A week is a seven-day unit of time. In some prophetic contexts, especially Daniel 9, “weeks” may refer to units of seven years.
Ordinarily: seven days. In some prophetic texts: a symbolic or extended unit built on seven.
In Scripture, a week ordinarily refers to a period of seven days. The seven-day pattern is associated with the creation account and later becomes part of Israel’s regular calendar and worship rhythm, especially in relation to the Sabbath. The Bible also uses seven in broader symbolic or structured ways, so that in certain contexts a “week” may function as a heptad, or a unit of seven, rather than only a literal seven-day span. For this reason, many interpreters understand the “weeks” of Daniel 9 to represent seven-year periods. The normal sense remains a seven-day week, but context must determine whether a passage uses the term literally or in an extended prophetic sense.
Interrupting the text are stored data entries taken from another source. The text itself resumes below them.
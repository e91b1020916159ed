use crate::feed::FeedDocument;
use crate::storage::{Database, NewPost};
use chrono::DateTime;
use uuid::Uuid;

/// Tally of one document's ingestion pass.
///
/// `new_posts` is the number callers report; the other counters exist so
/// lossy paths (duplicate urls, unparseable dates, failed inserts) show up
/// in logs instead of vanishing.
#[derive(Debug, Default, Clone, Copy, PartialEq, Eq)]
pub struct IngestOutcome {
    /// Items stored as new posts
    pub new_posts: usize,
    /// Items whose url already had a post (idempotent re-ingestion)
    pub skipped_existing: usize,
    /// Items stored without a publish timestamp because the date string
    /// did not parse
    pub unparsed_dates: usize,
    /// Items whose insert failed for reasons other than a duplicate url
    pub failed: usize,
}

/// Stores every previously-unseen item of `document` as a post of `feed_id`.
///
/// Items are processed in document order. Deduplication is by item link: a
/// link that already has a post is skipped, and the UNIQUE constraint on
/// `posts.url` backstops the lookup. One item's insert failure never aborts
/// the rest of the document; it is logged and counted instead.
pub async fn ingest_document(
    db: &Database,
    feed_id: &str,
    document: &FeedDocument,
) -> IngestOutcome {
    let mut outcome = IngestOutcome::default();

    for item in &document.channel.items {
        match db.get_post_by_url(&item.link).await {
            Ok(Some(_)) => {
                outcome.skipped_existing += 1;
                continue;
            }
            Ok(None) => {}
            Err(e) => {
                // The constraint still guards against duplicates, so a
                // failed lookup downgrades to an insert attempt
                tracing::warn!(
                    url = %item.link,
                    error = %e,
                    "Dedup lookup failed, attempting insert anyway"
                );
            }
        }

        let description = if item.description.is_empty() {
            None
        } else {
            Some(item.description.clone())
        };

        let published_at = if item.pub_date.is_empty() {
            None
        } else {
            match DateTime::parse_from_rfc2822(&item.pub_date) {
                Ok(date) => Some(date.timestamp()),
                Err(e) => {
                    outcome.unparsed_dates += 1;
                    tracing::debug!(
                        url = %item.link,
                        raw = %item.pub_date,
                        error = %e,
                        "Unparseable publish date, storing post without one"
                    );
                    None
                }
            }
        };

        let now = chrono::Utc::now().timestamp();
        let post = NewPost {
            id: Uuid::new_v4().to_string(),
            created_at: now,
            updated_at: now,
            title: item.title.clone(),
            url: item.link.clone(),
            description,
            published_at,
            feed_id: feed_id.to_string(),
        };

        match db.create_post(post).await {
            Ok(_) => outcome.new_posts += 1,
            Err(e) if e.is_unique_violation() => {
                // Raced with an earlier insert of the same url
                outcome.skipped_existing += 1;
            }
            Err(e) => {
                outcome.failed += 1;
                tracing::error!(
                    url = %item.link,
                    error = %e,
                    "Failed to store post, continuing with remaining items"
                );
            }
        }
    }

    outcome
}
The seven-day cycle appears in Genesis 1–2 and is reinforced in the fourth commandment, where Israel’s work-and-rest pattern is tied to God’s creative activity. Weekly rhythms also shape Israel’s worship calendar and daily life. In the New Testament, the week remains the standard way of marking time, with the resurrection occurring on the first day of the week.
The seven-day week became a basic measure of time in the ancient Near East and later in the wider biblical world. Israel’s weekly rhythm was distinctively shaped by the Sabbath, linking ordinary time with covenant worship and rest.
In Jewish life, the week was closely connected to Sabbath observance and to the structuring of sacred time. The term could also be used more broadly for a “seven,” which helps explain why some Jewish and Christian interpreters understood Daniel’s “weeks” as larger units than seven days.
Hebrew שָׁבוּעַ (shābûaʿ, “week” or “heptad”) and Greek ἑβδομάς (hebdomas, “week”). In some contexts the word can denote a group of seven rather than strictly seven days.
The weekly pattern highlights God’s ordering of time, the goodness of creation, and the sanctity of Sabbath rest. In prophetic interpretation, the idea of “weeks” also shows that biblical language can use ordinary time units in a structured or symbolic way when context requires it.
A week is a simple temporal unit built on a repeated cycle of seven. In Scripture, such units can be used either literally or representatively, depending on genre and context. Proper interpretation therefore asks whether the passage intends an ordinary calendar week or a broader seven-based measure.
Do not assume every use of “week” is symbolic. The normal meaning is seven days. Also, Daniel 9 is a highly discussed passage, so the seven-year interpretation should be stated as a common interpretive view rather than an uncontested fact.
Most passages use week in the ordinary seven-day sense. In Daniel 9, many interpreters read the “seventy weeks” as seventy sevens of years; others differ on how the chronology should be calculated and applied.
This entry concerns a time measure, not a doctrine. Its theological value lies in how Scripture orders time, Sabbath, and prophetic chronology.
The weekly cycle reminds readers that time belongs to God, that work and rest should be ordered under his authority, and that prophecy must be read according to context rather than by rigid assumptions.